## Assignment
Take the data below and copy exactly the lines starting at the one with "uinput virtual keyboard." and finishing at the one with "is momentarily busy)", both included.

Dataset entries
▬▬▬▬▬▬▬▬▬▬

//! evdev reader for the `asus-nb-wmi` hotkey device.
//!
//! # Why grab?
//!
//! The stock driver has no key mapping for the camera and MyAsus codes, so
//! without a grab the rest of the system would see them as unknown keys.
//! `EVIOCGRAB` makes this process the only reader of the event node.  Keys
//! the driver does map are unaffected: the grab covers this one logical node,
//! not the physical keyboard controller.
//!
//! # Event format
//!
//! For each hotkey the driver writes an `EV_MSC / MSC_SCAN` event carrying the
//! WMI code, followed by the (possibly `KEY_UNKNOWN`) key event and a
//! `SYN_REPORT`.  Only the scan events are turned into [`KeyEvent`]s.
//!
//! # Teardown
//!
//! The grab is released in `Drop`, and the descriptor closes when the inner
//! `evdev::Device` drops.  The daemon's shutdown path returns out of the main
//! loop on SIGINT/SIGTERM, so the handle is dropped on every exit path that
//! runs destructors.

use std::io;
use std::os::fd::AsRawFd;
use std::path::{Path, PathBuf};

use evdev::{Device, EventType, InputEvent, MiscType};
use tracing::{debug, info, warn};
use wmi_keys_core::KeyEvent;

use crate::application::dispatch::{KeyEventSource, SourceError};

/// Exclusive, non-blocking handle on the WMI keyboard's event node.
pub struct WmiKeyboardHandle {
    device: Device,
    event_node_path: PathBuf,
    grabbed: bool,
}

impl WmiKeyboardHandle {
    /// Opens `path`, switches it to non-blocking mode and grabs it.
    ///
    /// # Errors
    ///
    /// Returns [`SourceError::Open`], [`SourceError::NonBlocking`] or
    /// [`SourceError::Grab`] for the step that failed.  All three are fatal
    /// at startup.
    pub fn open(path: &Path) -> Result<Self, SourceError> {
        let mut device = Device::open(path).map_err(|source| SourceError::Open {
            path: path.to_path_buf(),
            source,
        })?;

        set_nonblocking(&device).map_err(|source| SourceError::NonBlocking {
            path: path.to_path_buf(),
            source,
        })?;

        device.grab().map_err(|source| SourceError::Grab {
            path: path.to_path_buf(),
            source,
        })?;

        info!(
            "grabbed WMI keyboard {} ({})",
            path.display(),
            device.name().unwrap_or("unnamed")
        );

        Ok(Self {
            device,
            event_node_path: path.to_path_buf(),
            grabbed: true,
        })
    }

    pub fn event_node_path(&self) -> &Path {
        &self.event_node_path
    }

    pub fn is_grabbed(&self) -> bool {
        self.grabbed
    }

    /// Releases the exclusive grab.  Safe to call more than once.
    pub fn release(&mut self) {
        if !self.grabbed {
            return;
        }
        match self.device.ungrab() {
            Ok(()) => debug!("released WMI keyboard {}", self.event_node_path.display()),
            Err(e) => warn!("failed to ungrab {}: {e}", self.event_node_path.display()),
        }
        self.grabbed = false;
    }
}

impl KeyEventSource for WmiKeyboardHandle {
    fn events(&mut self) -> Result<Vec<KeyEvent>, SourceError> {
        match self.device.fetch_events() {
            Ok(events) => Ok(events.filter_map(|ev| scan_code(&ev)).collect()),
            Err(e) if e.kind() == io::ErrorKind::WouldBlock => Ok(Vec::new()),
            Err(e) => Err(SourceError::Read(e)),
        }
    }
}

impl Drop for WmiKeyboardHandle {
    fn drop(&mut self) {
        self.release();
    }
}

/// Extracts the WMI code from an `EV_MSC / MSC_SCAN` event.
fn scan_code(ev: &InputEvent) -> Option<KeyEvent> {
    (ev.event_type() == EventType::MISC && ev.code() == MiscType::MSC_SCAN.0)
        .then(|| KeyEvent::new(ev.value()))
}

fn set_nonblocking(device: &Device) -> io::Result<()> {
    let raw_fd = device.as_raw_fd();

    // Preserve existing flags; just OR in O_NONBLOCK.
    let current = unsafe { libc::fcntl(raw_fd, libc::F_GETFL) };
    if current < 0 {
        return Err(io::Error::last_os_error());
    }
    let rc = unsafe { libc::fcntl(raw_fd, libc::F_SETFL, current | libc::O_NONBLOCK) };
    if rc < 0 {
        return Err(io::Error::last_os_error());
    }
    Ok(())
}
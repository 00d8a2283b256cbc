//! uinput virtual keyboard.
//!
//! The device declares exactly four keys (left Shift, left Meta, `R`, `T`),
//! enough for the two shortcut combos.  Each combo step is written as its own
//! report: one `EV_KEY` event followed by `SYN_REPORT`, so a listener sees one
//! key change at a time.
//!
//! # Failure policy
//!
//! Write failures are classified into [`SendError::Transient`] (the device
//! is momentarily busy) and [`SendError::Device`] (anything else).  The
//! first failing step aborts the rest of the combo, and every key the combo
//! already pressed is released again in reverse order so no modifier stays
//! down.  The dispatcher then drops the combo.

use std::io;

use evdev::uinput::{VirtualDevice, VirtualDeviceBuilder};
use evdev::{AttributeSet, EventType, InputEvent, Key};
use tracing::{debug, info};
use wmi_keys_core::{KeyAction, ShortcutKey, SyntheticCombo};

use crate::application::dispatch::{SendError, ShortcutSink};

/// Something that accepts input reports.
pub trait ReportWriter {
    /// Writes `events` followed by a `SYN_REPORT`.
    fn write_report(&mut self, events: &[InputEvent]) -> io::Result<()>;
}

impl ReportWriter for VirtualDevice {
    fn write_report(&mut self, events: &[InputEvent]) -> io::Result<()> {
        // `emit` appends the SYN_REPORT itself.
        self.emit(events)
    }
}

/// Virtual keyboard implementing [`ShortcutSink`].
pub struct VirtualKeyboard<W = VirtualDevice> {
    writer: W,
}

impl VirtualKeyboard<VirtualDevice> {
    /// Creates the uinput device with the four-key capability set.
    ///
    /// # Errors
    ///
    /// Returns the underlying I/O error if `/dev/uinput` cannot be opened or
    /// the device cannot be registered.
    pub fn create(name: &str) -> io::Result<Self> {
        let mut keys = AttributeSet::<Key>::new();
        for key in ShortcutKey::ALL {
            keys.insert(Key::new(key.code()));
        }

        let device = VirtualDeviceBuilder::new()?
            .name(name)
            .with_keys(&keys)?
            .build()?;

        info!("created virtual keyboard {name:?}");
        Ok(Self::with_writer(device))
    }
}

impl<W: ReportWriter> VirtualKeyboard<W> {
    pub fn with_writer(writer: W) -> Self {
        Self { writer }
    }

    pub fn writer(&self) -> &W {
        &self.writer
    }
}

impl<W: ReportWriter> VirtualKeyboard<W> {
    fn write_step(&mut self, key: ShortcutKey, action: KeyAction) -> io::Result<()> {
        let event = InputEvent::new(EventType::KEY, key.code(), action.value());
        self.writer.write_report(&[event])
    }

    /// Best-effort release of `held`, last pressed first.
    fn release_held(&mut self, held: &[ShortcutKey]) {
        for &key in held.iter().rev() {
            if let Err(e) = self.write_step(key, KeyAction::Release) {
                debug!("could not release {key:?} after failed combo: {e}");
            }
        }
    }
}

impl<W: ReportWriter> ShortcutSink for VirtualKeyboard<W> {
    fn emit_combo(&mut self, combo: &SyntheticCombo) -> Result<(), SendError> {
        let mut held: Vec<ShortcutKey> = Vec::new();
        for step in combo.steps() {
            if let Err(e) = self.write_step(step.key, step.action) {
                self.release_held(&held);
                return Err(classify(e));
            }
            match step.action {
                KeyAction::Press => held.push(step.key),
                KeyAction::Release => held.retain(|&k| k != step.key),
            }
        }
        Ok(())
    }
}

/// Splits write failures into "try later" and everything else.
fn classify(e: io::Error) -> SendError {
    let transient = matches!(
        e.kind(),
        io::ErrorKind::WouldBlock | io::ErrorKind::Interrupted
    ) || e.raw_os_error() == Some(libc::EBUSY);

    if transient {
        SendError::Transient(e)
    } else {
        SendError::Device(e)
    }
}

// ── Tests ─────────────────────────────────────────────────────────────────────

▬▬▬▬▬▬▬▬▬▬

## Answer space
//! uinput virtual keyboard.
//!
//! The device declares exactly four keys (left Shift, left Meta, `R`, `T`),
//! enough for the two shortcut combos.  Each combo step is written as its own
//! report: one `EV_KEY` event followed by `SYN_REPORT`, so a listener sees one
//! key change at a time.
//!
//! # Failure policy
//!
//! Write failures are classified into [`SendError::Transient`] (the device
//! is momentarily busy) and [`SendError::Device`] (anything else).  The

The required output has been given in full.